CVN screenshot of plaintiff Paul Truluck testifying on Monday
Memphis - A Tennessee state court jury heard opening arguments on Monday in a wrongful termination lawsuit filed by a former FedEx sales manager who claims the company fired him as retaliation for reporting alleged falsification of records showing missed pickup times.
Plaintiff Paul Truluck accuses FedEx of firing him after 12 years with the company for alerting management that dispatchers were modifying pickup times if a FedEx driver was late and then blaming the missed pickup on the customer. FedEx maintains Truluck was fired for falsifying other records in order to inflate his own perceived sales numbers.
During his opening statement, Truluck’s attorney Dan Norwood of Norwood & Atchley described his client as a loyal FedEx employee and a “true believer” in the company. He said that although Tennessee is an “at will” employment state, FedEx’s decision to terminate him violated a Tennessee law that protects whistleblowers from workplace retaliation.
Norwood told jurors that in the summer of 2011, Truluck became aware of the supposedly falsified pickup times and was concerned the company was attempting to avoid providing refunds to customers.
“He’s very concerned, because he believes in this company and its product,” Norwood said, according to a Courtroom View Network webcast of the proceedings.
The allegedly falsified records so concerned Truluck that he approached a FedEx vice president in a church they both attended, and the vice president subsequently asked him to deliver a presentation about his concerns to other FedEx managers.
Norwood told jurors that this upset Truluck’s direct supervisor, who now faced scrutiny from his superiors.
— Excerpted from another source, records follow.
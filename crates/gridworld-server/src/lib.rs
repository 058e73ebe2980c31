//! HTTP boundary for the Gridworld simulation.
//!
//! This crate binds the engine's entry points to an Axum server:
//!
//! - **`GET /`** admits the caller as a player if needed and returns the
//!   rendered frame as plain text.
//! - **`GET /cmd`** submits one command and answers with the command's
//!   status code and message.
//! - **`GET /api/actors`** lists actor summaries as JSON, with a single
//!   actor under `/api/actors/{id}`.
//!
//! Handlers hold no simulation state of their own. Every request goes
//! through the shared [`Engine`](gridworld_core::Engine) in [`AppState`].

pub mod error;
pub mod handlers;
pub mod router;
pub mod server;
pub mod state;

pub use error::{ApiError, LaunchError};
pub use router::build_router;
pub use server::{ServerError, start_server};
pub use state::AppState;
The events caused an immediate deterioration in Truluck’s relationship with his supervisor, and he was ultimately terminated approximately one year later for “unacceptable conduct and leadership failure.”
“Mr. Truluck should have been a hero,” Norwood said.
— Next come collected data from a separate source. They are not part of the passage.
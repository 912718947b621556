//! Hyperparameter sweeps
//!
//! Trains one fresh network per combination of hidden width, initialization
//! scheme and optimizer, all from the same seed, and collects final train
//! (and optionally test) loss and accuracy.

use serde::{Deserialize, Serialize};
use tracing::{info, warn};

use crate::data::Batch;
use crate::error::{Error, Result};
use crate::nn::{InitScheme, OptimizerKind};
use crate::training::{evaluate, train, Evaluation, TrainingConfig};

/// An optimizer together with the learning rate it runs at
#[derive(Debug, Clone, Copy, PartialEq, Serialize, Deserialize)]
pub struct SweepOptimizer {
    pub optimizer: OptimizerKind,
    pub learning_rate: f64,
}

/// Values to try along each axis
#[derive(Debug, Clone, PartialEq, Serialize, Deserialize)]
#[serde(default)]
pub struct SweepGrid {
    pub hidden_dims: Vec<usize>,
    pub inits: Vec<InitScheme>,
    pub optimizers: Vec<SweepOptimizer>,
}

impl Default for SweepGrid {
    fn default() -> Self {
        Self {
            hidden_dims: vec![64, 128, 256],
            inits: vec![InitScheme::default(), InitScheme::He, InitScheme::Xavier],
            optimizers: vec![
                SweepOptimizer {
                    optimizer: OptimizerKind::GradientDescent,
                    learning_rate: 0.01,
                },
                SweepOptimizer {
                    optimizer: OptimizerKind::Momentum { momentum: 0.9 },
                    learning_rate: 0.01,
                },
                SweepOptimizer {
                    optimizer: OptimizerKind::adam(),
                    learning_rate: 0.001,
                },
            ],
        }
    }
}

impl SweepGrid {
    pub fn validate(&self) -> Result<()> {
        if self.hidden_dims.is_empty() || self.inits.is_empty() || self.optimizers.is_empty() {
            return Err(Error::InvalidConfiguration(
                "sweep grid needs at least one value on every axis".to_string(),
            ));
        }
        Ok(())
    }

    pub fn len(&self) -> usize {
        self.hidden_dims.len() * self.inits.len() * self.optimizers.len()
    }

    pub fn is_empty(&self) -> bool {
        self.len() == 0
    }

    /// Every combination as a full training configuration
    pub fn configs(&self, base: &TrainingConfig) -> Vec<TrainingConfig> {
        let mut configs = Vec::with_capacity(self.len());
        for &hidden_dim in &self.hidden_dims {
            for &init in &self.inits {
                for setting in &self.optimizers {
                    configs.push(TrainingConfig {
                        hidden_dim,
                        init,
                        optimizer: setting.optimizer,
                        learning_rate: setting.learning_rate,
                        ..base.clone()
                    });
                }
            }
        }
        configs
    }
}

/// Outcome of one sweep run
#[derive(Debug, Clone, PartialEq, Serialize, Deserialize)]
pub struct ExperimentResult {
    pub hidden_dim: usize,
    pub init: InitScheme,
    pub optimizer: OptimizerKind,
    pub learning_rate: f64,
    pub train: Option<Evaluation>,
    pub test: Option<Evaluation>,
    /// Set when the run diverged
    pub error: Option<String>,
}

impl ExperimentResult {
    pub fn succeeded(&self) -> bool {
        self.error.is_none()
    }
}

/// Train every grid combination. A diverging run is recorded and the sweep
/// moves on; any other error aborts the sweep.
pub fn run_sweep(
    grid: &SweepGrid,
    base: &TrainingConfig,
    train_batch: &Batch,
    test_batch: Option<&Batch>,
) -> Result<Vec<ExperimentResult>> {
    grid.validate()?;
    let configs = grid.configs(base);
    let total = configs.len();
    let mut results = Vec::with_capacity(total);

    for (i, config) in configs.into_iter().enumerate() {
        info!(
            "[{}/{}] hidden = {}, init = {}, optimizer = {}, lr = {}",
            i + 1,
            total,
            config.hidden_dim,
            config.init.label(),
            config.optimizer.label(),
            config.learning_rate
        );

        let mut result = ExperimentResult {
            hidden_dim: config.hidden_dim,
            init: config.init,
            optimizer: config.optimizer,
            learning_rate: config.learning_rate,
            train: None,
            test: None,
            error: None,
        };

        match train(config, train_batch) {
            Ok((params, _history)) => {
                result.train = Some(evaluate(&params, train_batch)?);
                result.test = test_batch
                    .map(|batch| evaluate(&params, batch))
                    .transpose()?;
            }
            Err(e) if e.is_divergence() => {
                warn!("Run {} diverged: {}", i + 1, e);
                result.error = Some(e.to_string());
            }
            Err(e) => return Err(e),
        }

        results.push(result);
    }

    Ok(results)
}

/// Plain-text table of sweep results
pub fn format_table(results: &[ExperimentResult]) -> String {
    let mut out = format!(
        "{:>7}  {:<12}  {:<14}  {:>8}  {:>10}  {:>9}  {:>10}  {:>9}\n",
        "hidden", "init", "optimizer", "lr", "train_loss", "train_acc", "test_loss", "test_acc"
    );

    let cell = |eval: Option<Evaluation>, pick: fn(&Evaluation) -> f64| {
        eval.map_or_else(|| "-".to_string(), |e| format!("{:.4}", pick(&e)))
    };

    for r in results {
        let (train_loss, train_acc) = match (&r.error, r.train) {
            (Some(_), _) => ("diverged".to_string(), "-".to_string()),
            (None, train) => (cell(train, |e| e.loss), cell(train, |e| e.accuracy)),
        };
        out.push_str(&format!(
            "{:>7}  {:<12}  {:<14}  {:>8}  {:>10}  {:>9}  {:>10}  {:>9}\n",
            r.hidden_dim,
            r.init.label(),
            r.optimizer.label(),
            r.learning_rate,
            train_loss,
            train_acc,
            cell(r.test, |e| e.loss),
            cell(r.test, |e| e.accuracy),
        ));
    }
    out
}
Carl Morrison, an in-house attorney for FedEx, told jurors during his opening statement that the dispute over pickup times had nothing to do with Truluck’s termination. He accused Truluck of falsifying records himself to make it look like his team exceeded its sales goals.
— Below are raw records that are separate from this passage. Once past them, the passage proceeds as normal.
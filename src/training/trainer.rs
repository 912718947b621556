//! Training loop
//!
//! Full-batch gradient descent for a fixed number of epochs, reporting loss
//! and training accuracy at a fixed cadence. There is no early stopping.

use serde::{Deserialize, Serialize};
use tracing::{debug, info, warn};

use super::metrics::{accuracy, evaluate, predict_classes, Evaluation};
use crate::data::Batch;
use crate::error::{Error, Result};
use crate::nn::{train_step, InitScheme, NetworkShape, Optimizer, OptimizerKind, Parameters};

/// Training configuration
#[derive(Debug, Clone, PartialEq, Serialize, Deserialize)]
#[serde(default)]
pub struct TrainingConfig {
    /// Width of the hidden layer
    pub hidden_dim: usize,
    /// Number of epochs
    pub epochs: usize,
    /// Step size of the update rule
    pub learning_rate: f64,
    /// Report loss and accuracy every this many epochs (and on the last one)
    pub report_interval: usize,
    /// Seed of the weight initialization
    pub seed: u64,
    /// Weight initialization scheme
    pub init: InitScheme,
    /// Update rule
    pub optimizer: OptimizerKind,
}

impl Default for TrainingConfig {
    fn default() -> Self {
        Self {
            hidden_dim: 128,
            epochs: 50,
            learning_rate: 0.01,
            report_interval: 10,
            seed: 42,
            init: InitScheme::default(),
            optimizer: OptimizerKind::default(),
        }
    }
}

impl TrainingConfig {
    /// Reject configurations that cannot train
    pub fn validate(&self) -> Result<()> {
        if self.hidden_dim == 0 {
            return Err(Error::InvalidConfiguration(
                "hidden_dim must be positive".to_string(),
            ));
        }
        if self.epochs == 0 {
            return Err(Error::InvalidConfiguration(
                "epochs must be positive".to_string(),
            ));
        }
        if !self.learning_rate.is_finite() || self.learning_rate <= 0.0 {
            return Err(Error::InvalidConfiguration(format!(
                "learning_rate must be positive, got {}",
                self.learning_rate
            )));
        }
        if self.report_interval == 0 {
            return Err(Error::InvalidConfiguration(
                "report_interval must be positive".to_string(),
            ));
        }
        self.init.validate()?;
        self.optimizer.validate()
    }
}

/// Lifecycle of a training run
#[derive(Debug, Clone, Copy, PartialEq, Eq)]
pub enum TrainerState {
    /// Parameters initialized, no epoch run yet
    Initialized,
    /// `epoch` epochs have completed
    Training { epoch: usize },
    /// Epoch budget exhausted, or halted on divergence
    Done,
}

/// Periodic progress report
#[derive(Debug, Clone, Copy, PartialEq, Serialize, Deserialize)]
pub struct EpochReport {
    /// 1-based epoch number
    pub epoch: usize,
    pub loss: f64,
    pub accuracy: f64,
}

/// What one call to [`Trainer::step`] did
#[derive(Debug, Clone, Copy, PartialEq)]
pub struct EpochOutcome {
    pub epoch: usize,
    pub loss: f64,
    pub report: Option<EpochReport>,
}

/// Loss of every epoch plus the periodic reports
#[derive(Debug, Clone, Default, PartialEq, Serialize, Deserialize)]
pub struct TrainingHistory {
    pub losses: Vec<f64>,
    pub reports: Vec<EpochReport>,
}

impl TrainingHistory {
    pub fn final_loss(&self) -> Option<f64> {
        self.losses.last().copied()
    }

    pub fn final_report(&self) -> Option<&EpochReport> {
        self.reports.last()
    }
}

/// Owns the parameters for the length of a run and mutates them once per
/// epoch.
pub struct Trainer {
    config: TrainingConfig,
    params: Parameters,
    optimizer: Box<dyn Optimizer>,
    state: TrainerState,
    history: TrainingHistory,
}

impl Trainer {
    /// Create a trainer with freshly initialized parameters
    pub fn new(config: TrainingConfig, input_dim: usize, output_dim: usize) -> Result<Self> {
        config.validate()?;
        let shape = NetworkShape::new(input_dim, config.hidden_dim, output_dim);
        let params = Parameters::initialize(shape, config.init, config.seed)?;
        Self::with_parameters(config, params)
    }

    /// Create a trainer that starts from the given parameters
    pub fn with_parameters(config: TrainingConfig, params: Parameters) -> Result<Self> {
        config.validate()?;
        params.check_consistent()?;
        params.shape().validate()?;
        if params.shape().hidden_dim != config.hidden_dim {
            return Err(Error::shape_mismatch(
                "hidden layer",
                config.hidden_dim,
                params.shape().hidden_dim,
            ));
        }

        let optimizer = config.optimizer.build(config.learning_rate);
        Ok(Self {
            config,
            params,
            optimizer,
            state: TrainerState::Initialized,
            history: TrainingHistory::default(),
        })
    }

    pub fn config(&self) -> &TrainingConfig {
        &self.config
    }

    pub fn parameters(&self) -> &Parameters {
        &self.params
    }

    pub fn into_parameters(self) -> Parameters {
        self.params
    }

    pub fn state(&self) -> TrainerState {
        self.state
    }

    pub fn history(&self) -> &TrainingHistory {
        &self.history
    }

    /// Run one epoch: forward, loss, backward, update.
    ///
    /// Returns `Ok(None)` once the run is done. On a non-finite loss the
    /// trainer moves to [`TrainerState::Done`] without applying that epoch's
    /// update and returns [`Error::NumericInstability`].
    pub fn step(&mut self, batch: &Batch) -> Result<Option<EpochOutcome>> {
        let completed = match self.state {
            TrainerState::Initialized => 0,
            TrainerState::Training { epoch } => epoch,
            TrainerState::Done => return Ok(None),
        };
        let epoch = completed + 1;

        let output = match train_step(&mut self.params, batch, self.optimizer.as_mut()) {
            Ok(output) => output,
            Err(Error::NumericInstability { loss, .. }) => {
                warn!("Training diverged at epoch {} (loss = {})", epoch, loss);
                self.state = TrainerState::Done;
                return Err(Error::NumericInstability { epoch, loss });
            }
            Err(e) => return Err(e),
        };

        let loss = output.loss;
        self.history.losses.push(loss);
        debug!(epoch, loss, grad_norm = output.grad_norm, "epoch complete");

        let is_last = epoch == self.config.epochs;
        let report = if epoch % self.config.report_interval == 0 || is_last {
            // Probabilities come from this epoch's forward pass, i.e. the
            // parameters as they were before the update.
            let predicted = predict_classes(output.cache.probabilities());
            let accuracy = accuracy(&predicted, &batch.labels())?;
            info!(
                "Epoch {}/{}: loss = {:.6}, accuracy = {:.4}",
                epoch, self.config.epochs, loss, accuracy
            );
            let report = EpochReport {
                epoch,
                loss,
                accuracy,
            };
            self.history.reports.push(report);
            Some(report)
        } else {
            None
        };

        self.state = if is_last {
            TrainerState::Done
        } else {
            TrainerState::Training { epoch }
        };

        Ok(Some(EpochOutcome {
            epoch,
            loss,
            report,
        }))
    }

    /// Train until the epoch budget is exhausted
    pub fn fit(&mut self, batch: &Batch) -> Result<TrainingHistory> {
        batch.check_shape(&self.params.shape())?;
        info!(
            "Training {} epochs on {} samples ({} hidden units, lr = {}, optimizer = {})",
            self.config.epochs,
            batch.len(),
            self.config.hidden_dim,
            self.config.learning_rate,
            self.optimizer.name()
        );

        while self.step(batch)?.is_some() {}

        Ok(self.history.clone())
    }

    /// Loss and accuracy on any batch, e.g. held-out data
    pub fn evaluate(&self, batch: &Batch) -> Result<Evaluation> {
        evaluate(&self.params, batch)
    }

    /// Discard the current parameters and start over from the seeded
    /// initialization
    pub fn restart(&mut self) -> Result<()> {
        let shape = self.params.shape();
        self.params = Parameters::initialize(shape, self.config.init, self.config.seed)?;
        self.optimizer.reset();
        self.state = TrainerState::Initialized;
        self.history = TrainingHistory::default();
        Ok(())
    }
}

/// Initialize, train and hand back the trained parameters
pub fn train(config: TrainingConfig, batch: &Batch) -> Result<(Parameters, TrainingHistory)> {
    let mut trainer = Trainer::new(config, batch.input_dim(), batch.num_classes())?;
    let history = trainer.fit(batch)?;
    Ok((trainer.into_parameters(), history))
}
//! Activation Functions
//!
//! ReLU for the hidden layer and a numerically stable row-wise softmax for the
//! output layer, plus the ReLU derivative used during backpropagation.

use ndarray::Array2;

/// Rectified Linear Unit: max(0, x)
pub fn relu(x: &Array2<f64>) -> Array2<f64> {
    x.mapv(|v| v.max(0.0))
}

/// Derivative of ReLU evaluated at the pre-activation values.
///
/// The derivative at exactly zero is taken to be 0, so a unit sitting on the
/// kink passes no gradient back.
pub fn relu_derivative(x: &Array2<f64>) -> Array2<f64> {
    x.mapv(|v| if v > 0.0 { 1.0 } else { 0.0 })
}

/// Row-wise softmax: exp(x_i - max) / sum_j exp(x_j - max)
///
/// Subtracting the row maximum keeps every exponent <= 0, so large logits
/// cannot overflow.
pub fn softmax(x: &Array2<f64>) -> Array2<f64> {
    let mut output = x.clone();
    for mut row in output.rows_mut() {
        let max = row.fold(f64::NEG_INFINITY, |acc, &v| acc.max(v));
        row.mapv_inplace(|v| (v - max).exp());
        let sum = row.sum();
        row.mapv_inplace(|v| v / sum);
    }
    output
}

#[cfg(test)]
mod tests {
    use super::*;
    use approx::assert_relative_eq;
    use ndarray::array;

    #[test]
    fn test_relu() {
        let x = array![[-1.0, 0.0, 1.0, 2.0]];
        assert_eq!(relu(&x), array![[0.0, 0.0, 1.0, 2.0]]);
    }

    #[test]
    fn test_relu_derivative_at_zero_is_zero() {
        let x = array![[-0.5, 0.0, 1e-12, 3.0]];
        assert_eq!(relu_derivative(&x), array![[0.0, 0.0, 1.0, 1.0]]);
    }

    #[test]
    fn test_softmax_rows_sum_to_one() {
        let x = array![[1.0, 2.0, 3.0], [-4.0, 0.0, 4.0], [0.0, 0.0, 0.0]];
        let y = softmax(&x);
        for row in y.rows() {
            assert_relative_eq!(row.sum(), 1.0, epsilon = 1e-12);
            assert!(row.iter().all(|&p| p > 0.0 && p < 1.0));
        }
        assert_relative_eq!(y[[2, 0]], 1.0 / 3.0, epsilon = 1e-12);
    }

    #[test]
    fn test_softmax_large_logits_do_not_overflow() {
        let x = array![[1000.0, 1001.0], [-1000.0, -1000.0]];
        let y = softmax(&x);
        assert!(y.iter().all(|v| v.is_finite()));
        assert_relative_eq!(y[[0, 1]], 1.0 / (1.0 + (-1.0f64).exp()), epsilon = 1e-12);
        assert_relative_eq!(y[[1, 0]], 0.5, epsilon = 1e-12);
    }

    #[test]
    fn test_softmax_is_shift_invariant() {
        let a = softmax(&array![[0.1, 0.7, -0.3]]);
        let b = softmax(&array![[10.1, 10.7, 9.7]]);
        for (p, q) in a.iter().zip(b.iter()) {
            assert_relative_eq!(p, q, epsilon = 1e-12);
        }
    }
}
“Falsification at FedEx is a big deal,” Morrison said.
He described how Truluck allegedly altered records to show new sales revenue without his sales team getting credit for meeting specific goals by removing the goal amounts from the system. This supposedly resulted in members of Truluck’s sales team not receiving proper credit for their work.
“We’re going to show it’s his own people who are mad at him,” Morrison said.
In addition to the alleged record falsification, Morrison claimed that multiple employees lodged complaints about Truluck’s performance as a manager, accusing him of being overly critical and unwilling to help employees meet their goals.
Morrison also told jurors that FedEx never denied refunds to any of the customers whose pickup records Truluck claims were altered. He did acknowledge that there were discrepancies in the pickup records, but that the company moved to quickly correct them and actually gave Truluck a bonus for alerting others about the issue.
Despite falsification of sales records being an offense that warrants immediate termination, Morrison told jurors that Truluck received a warning letter, but that multiple employees continued to accuse Truluck of asking them to improperly alter sales goals.
“At this point they have no choice but to terminate him,” Morrison said.
The trial is taking place before Judge Jerry Stokes in Shelby County Circuit Court. CVN will provide a gavel-to-gavel webcast of the trial, which is expected to take between 1-2 weeks to complete.
The case is Paul Truluck v.FedEx Corporate Services Inc., case number CT-001846-13.